One of the great allures of Wall Street is that it is a bottom-line business, or at least it was. Bank share prices tended to follow book value rather hypnotically, and assessing executive performance was based almost solely on metrics. Now, with the financial collapse still fresh in the minds of investors, Wall Street has become more image conscious. There is no greater proof than the fact that shareholders are seriously considering stripping Chief Executive Jamie Dimon of his chairman role.

Sure, you can make the argument that Dimon presided over a firm that suffered through one of the largest and most public trading nightmares in history, and he wasn’t all that transparent in the aftermath. Or you could say that, despite the $6.2 billion charge, J.P. Morgan booked a record year in terms of profit, walking away from the collapse relatively unscathed compared to its rivals. Both are legitimate arguments, but only one follows the dollar signs.
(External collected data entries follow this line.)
use std::any::Any;
use std::sync::Arc;

use crate::{BundleId, ServiceRegistration};

/// Type-erased service instance.
pub type ServiceObject = Arc<dyn Any + Send + Sync>;

/// Recovers the concrete type of a service object.
pub fn downcast_service<T: Any + Send + Sync>(service: ServiceObject) -> Option<Arc<T>> {
	service.downcast::<T>().ok()
}

/// Publisher-supplied producer of per-bundle service instances.
///
/// Both methods are invoked with the registry lock released and may call back
/// into the registry.
pub trait ServiceFactory: Send + Sync {
	/// Produces the instance `bundle` will see, or `None` if none is available.
	fn get_service(&self, bundle: BundleId, registration: &ServiceRegistration) -> Option<ServiceObject>;

	/// Receives back an instance once `bundle` no longer uses it.
	fn unget_service(&self, _bundle: BundleId, _registration: &ServiceRegistration, _service: ServiceObject) {}
}

impl<F> ServiceFactory for F
where
	F: Fn(BundleId, &ServiceRegistration) -> Option<ServiceObject> + Send + Sync,
{
	fn get_service(&self, bundle: BundleId, registration: &ServiceRegistration) -> Option<ServiceObject> {
		self(bundle, registration)
	}
}

/// What a registration hands out.
#[derive(Clone)]
pub(crate) enum ServiceSource {
	Object(ServiceObject),
	Factory(Arc<dyn ServiceFactory>),
}
impl ServiceRegistry {
	/// Creates a registry with the default configuration and no event sink.
	pub fn new() -> Self {
		Self::build(RegistryConfig::default())
	}

	pub fn with_config(config: RegistryConfig) -> Result<Self, ConfigError> {
		config.validate()?;
		Ok(Self::build(config))
	}

	/// Routes registry events to `sink`.
	pub fn with_event_sink(mut self, sink: impl ServiceEventSink + 'static) -> Self {
		self.sink = Some(Arc::new(sink));
		self
	}

	fn build(config: RegistryConfig) -> Self {
		let state = RegistryState {
			registrations: IndexedTable::with_capacity(config.initial_capacity),
			listener_hooks: Vec::new(),
			ledger: Ledger::with_capacity(config.initial_capacity),
			next_service_id: config.first_service_id,
		};
		Self {
			config,
			state: ReentrantMutex::new(RefCell::new(state)),
			next_reference_id: AtomicU64::new(1),
			sink: None,
		}
	}

	pub fn config(&self) -> &RegistryConfig {
		&self.config
	}

	fn with_state<R>(&self, f: impl FnOnce(&mut RegistryState) -> R) -> R {
		let guard = self.state.lock();
		let mut state = guard.borrow_mut();
		f(&mut state)
	}

	fn read_state<R>(&self, f: impl FnOnce(&RegistryState) -> R) -> R {
		let guard = self.state.lock();
		let state = guard.borrow();
		f(&state)
	}

	fn mint_reference(&self, registration: &ServiceRegistration) -> ServiceReference {
		let id = self.next_reference_id.fetch_add(1, Ordering::Relaxed);
		ServiceReference::new(ReferenceId::new(id), registration)
	}

	fn notify(&self, kind: ServiceEventKind, registration: &ServiceRegistration, old_properties: Option<Properties>) {
		let Some(sink) = &self.sink else {
			return;
		};
		sink.service_changed(&ServiceEvent {
			kind,
			registration: registration.clone(),
			old_properties,
		});
	}

	/// Publishes `service` under `name` on behalf of `bundle`.
	pub fn register_service(
		&self,
		bundle: BundleId,
		name: &str,
		service: ServiceObject,
		properties: Option<Properties>,
	) -> Result<ServiceRegistration> {
		self.register(bundle, name, ServiceSource::Object(service), properties)
	}

	/// Publishes a factory under `name`; every consuming bundle gets its own instance.
	pub fn register_service_factory(
		&self,
		bundle: BundleId,
		name: &str,
		factory: Arc<dyn ServiceFactory>,
		properties: Option<Properties>,
	) -> Result<ServiceRegistration> {
		self.register(bundle, name, ServiceSource::Factory(factory), properties)
	}

	fn register(
		&self,
		bundle: BundleId,
		name: &str,
		source: ServiceSource,
		properties: Option<Properties>,
	) -> Result<ServiceRegistration> {
		if name.trim().is_empty() {
			return Err(RegistryError::EmptyServiceName);
		}

		let registration = self.with_state(|state| -> Result<ServiceRegistration> {
			let id = crate::ServiceId::new(state.next_service_id);
			let registration = ServiceRegistration::new(id, name, bundle, source, properties);
			state
				.registrations
				.get_or_insert_with(bundle, Vec::new)?
				.push(registration.clone());
			if name == self.config.listener_hook_service {
				state.listener_hooks.push(registration.clone());
			}
			state.next_service_id += 1;
			Ok(registration)
		})?;

		tracing::debug!(
			service = %registration.id(),
			name,
			%bundle,
			factory = registration.is_factory(),
			"service registered"
		);
		self.notify(ServiceEventKind::Registered, &registration, None);
		Ok(registration)
	}

	/// Withdraws `registration`. Only its publisher may do so.
	///
	/// Returns `Ok(false)` if the registration was already withdrawn or was
	/// never published through this registry.
	pub fn unregister_service(&self, bundle: BundleId, registration: &ServiceRegistration) -> Result<bool> {
		if registration.bundle() != bundle {
			return Err(RegistryError::NotOwner {
				service: registration.id(),
				owner: registration.bundle(),
				caller: bundle,
			});
		}
		Ok(self.withdraw(registration))
	}

	/// Withdraws everything `bundle` published. Returns how many registrations were withdrawn.
	pub fn unregister_services(&self, bundle: BundleId) -> usize {
		let owned = self.read_state(|state| state.registrations.get(&bundle).cloned().unwrap_or_default());
		owned.iter().filter(|registration| self.withdraw(registration)).count()
	}

	fn withdraw(&self, registration: &ServiceRegistration) -> bool {
		let started = self.with_state(|state| {
			if !state.is_indexed(registration) || !registration.begin_unregister() {
				return false;
			}
			state.unindex(registration);
			true
		});
		if !started {
			tracing::trace!(service = %registration.id(), "service not registered here");
			return false;
		}

		self.notify(ServiceEventKind::Unregistering, registration, None);

		let (released, reclaimed) = self.with_state(|state| {
			let mut released = Vec::new();
			let mut reclaimed = 0usize;
			for (holder, reference) in state.ledger.holders_of(registration) {
				loop {
					match state.ledger.release(holder, reference, false) {
						Released::NotFound => break,
						Released::Decremented(_) => reclaimed += 1,
						Released::Flushed(service) => {
							reclaimed += 1;
							released.extend(service.map(|service| (holder, service)));
							break;
						}
					}
				}
			}
			registration.invalidate();
			(released, reclaimed)
		});

		if reclaimed > 0 {
			tracing::warn!(
				service = %registration.id(),
				reclaimed,
				"reclaimed usage not released before unregistration"
			);
		}
		for (holder, service) in released {
			registration.release(holder, service);
		}
		tracing::debug!(service = %registration.id(), bundle = %registration.bundle(), "service unregistered");
		true
	}

	/// References to every Active registration matching `name` and `filter`.
	///
	/// `None` matches everything. Order follows the internal scan and is not
	/// stable across registrations. The filter sees a properties snapshot
	/// taken under the lock and runs after it is released.
	pub fn get_service_references(&self, name: Option<&str>, filter: Option<&dyn Filter>) -> Vec<ServiceReference> {
		let candidates: Vec<(ServiceRegistration, Properties)> = self.read_state(|state| {
			state
				.active()
				.filter(|r| name.is_none_or(|name| r.name() == name))
				.map(|r| (r.clone(), r.properties()))
				.collect()
		});
		candidates
			.into_iter()
			.filter(|(_, properties)| filter.is_none_or(|filter| filter.matches(properties)))
			.map(|(registration, _)| self.mint_reference(&registration))
			.collect()
	}

	/// Reference to the Active registration named `name` with the lowest service id.
	pub fn get_service_reference(&self, name: &str) -> Option<ServiceReference> {
		let first = self.read_state(|state| state.active().filter(|r| r.name() == name).min_by_key(|r| r.id()).cloned());
		first.map(|r| self.mint_reference(&r))
	}

	/// References to everything `bundle` currently publishes, in registration order.
	pub fn get_registered_services(&self, bundle: BundleId) -> Vec<ServiceReference> {
		let owned = self.read_state(|state| state.registrations.get(&bundle).cloned().unwrap_or_default());
		owned.iter().filter(|r| r.is_valid()).map(|r| self.mint_reference(r)).collect()
	}

	/// References `bundle` currently holds usage on.
	pub fn get_services_in_use(&self, bundle: BundleId) -> Vec<ServiceReference> {
		self.read_state(|state| state.ledger.references_in_use(bundle))
	}

	/// References to the Active registrations published under the listener-hook name.
	pub fn get_listener_hooks(&self) -> Vec<ServiceReference> {
		let hooks = self.read_state(|state| state.listener_hooks.clone());
		hooks.iter().map(|r| self.mint_reference(r)).collect()
	}

	/// Bundles holding nonzero usage of `reference`.
	pub fn get_using_bundles(&self, reference: &ServiceReference) -> Vec<BundleId> {
		self.read_state(|state| state.ledger.using_bundles(reference.id()))
	}

	pub fn usage_count(&self, bundle: BundleId, reference: &ServiceReference) -> Option<u32> {
		self.read_state(|state| state.ledger.count(bundle, reference.id()))
	}

	/// Number of Active registrations.
	pub fn registration_count(&self) -> usize {
		self.read_state(|state| state.active().count())
	}

	/// Binds `bundle` to the service behind `reference` and counts one use.
	///
	/// Returns `None` when the registration is invalid, when the factory
	/// produced nothing, or when the registration was withdrawn while the
	/// object was being resolved. Each successful call must be matched by an
	/// [`unget_service`](Self::unget_service).
	pub fn get_service(&self, bundle: BundleId, reference: &ServiceReference) -> Option<ServiceObject> {
		let registration = reference.registration()?;

		let acquired = self.with_state(|state| {
			registration
				.is_valid()
				.then(|| state.ledger.acquire(bundle, reference))
		})?;
		let cached = match acquired {
			Ok(cached) => cached,
			Err(err) => {
				tracing::warn!(%bundle, service = %registration.id(), %err, "usage ledger could not grow");
				return None;
			}
		};

		let fresh = cached.is_none();
		let service = match cached {
			Some(service) => Some(service),
			None => registration.resolve(bundle),
		};
		if service.is_none() {
			tracing::warn!(%bundle, service = %registration.id(), "service factory produced no object");
		}

		let (result, released) = self.with_state(|state| {
			let valid = registration.is_valid();
			match service {
				Some(service) if valid && !fresh => (Some(service), Vec::new()),
				Some(service) if valid => match state.ledger.store(bundle, reference.id(), service) {
					Store::Kept(service) => (Some(service), Vec::new()),
					Store::Existing { cached, redundant } => (Some(cached), vec![redundant]),
					Store::Missing(service) => (None, vec![service]),
				},
				service => {
					// Withdrawn mid-resolution, or nothing was produced.
					let mut released: Vec<ServiceObject> = service.filter(|_| fresh).into_iter().collect();
					if let Released::Flushed(Some(cached)) = state.ledger.release(bundle, reference.id(), !valid) {
						released.push(cached);
					}
					(None, released)
				}
			}
		});

		for service in released {
			registration.release(bundle, service);
		}
		tracing::trace!(%bundle, service = %registration.id(), reference = reference.id().get(), bound = result.is_some(), "get service");
		result
	}

	/// Releases one use of `reference` by `bundle`.
	///
	/// Returns false when `bundle` held no usage of it, so callers can drain
	/// with `while registry.unget_service(..) {}`.
	pub fn unget_service(&self, bundle: BundleId, reference: &ServiceReference) -> bool {
		let registration = reference.upgrade();
		let outcome = self.with_state(|state| {
			let force = registration.as_ref().is_none_or(|r| !r.is_valid());
			state.ledger.release(bundle, reference.id(), force)
		});

		match outcome {
			Released::NotFound => false,
			Released::Decremented(count) => {
				tracing::trace!(%bundle, service = %reference.service_id(), count, "unget service");
				true
			}
			Released::Flushed(service) => {
				tracing::trace!(%bundle, service = %reference.service_id(), "usage flushed");
				if let (Some(registration), Some(service)) = (registration, service) {
					registration.release(bundle, service);
				}
				true
			}
		}
	}

	/// Releases every use `bundle` holds.
	pub fn unget_services(&self, bundle: BundleId) {
		for reference in self.get_services_in_use(bundle) {
			while self.unget_service(bundle, &reference) {}
		}
	}

	/// Replaces the properties of `registration` and fires `Modified`.
	///
	/// The registry-owned keys are re-stamped. Returns false, and fires
	/// nothing, once the registration has started unregistering.
	pub fn set_service_properties(&self, registration: &ServiceRegistration, properties: Properties) -> bool {
		let old = self.with_state(|state| {
			state
				.is_indexed(registration)
				.then(|| registration.replace_properties(properties))
		});
		let Some(old) = old else {
			return false;
		};
		tracing::debug!(service = %registration.id(), "service properties replaced");
		self.service_properties_modified(registration, old);
		true
	}

	/// Fires `Modified` for `registration` carrying `old_properties`.
	pub fn service_properties_modified(&self, registration: &ServiceRegistration, old_properties: Properties) {
		self.notify(ServiceEventKind::Modified, registration, Some(old_properties));
	}

	#[cfg(test)]
	fn ledger_len(&self) -> usize {
		self.read_state(|state| state.ledger.len())
	}
}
You can also say that Dimon’s regime was responsible for all the red tape in which regulators are currently wrapping the bank. But that’s a reality that won’t change under a different chairman or chief executive. Who’s better suited than Dimon to drag J.P. Morgan out from a regulatory headlock, as he has done previously? A host of numbers-minded chief executives like Warren Buffett have backed Dimon, but today’s final tally will still likely be close.

CalPERS, California’s massive pension fund, said that it will vote to split the two roles. Several other organizations have suggested they will follow suit. J.P. Morgan’s response to the campaign has signaled both its support of Dimon and the vulnerable state of its top man. Unlike the lead-up to last year’s proxy meeting, when 40% of the vote went against Dimon, J.P. Morgan has gone on the offensive, blinding activist shareholders to the tally while reaching out and contacting major shareholders in an effort to grease the wheels. The bank – and the board – is nervous.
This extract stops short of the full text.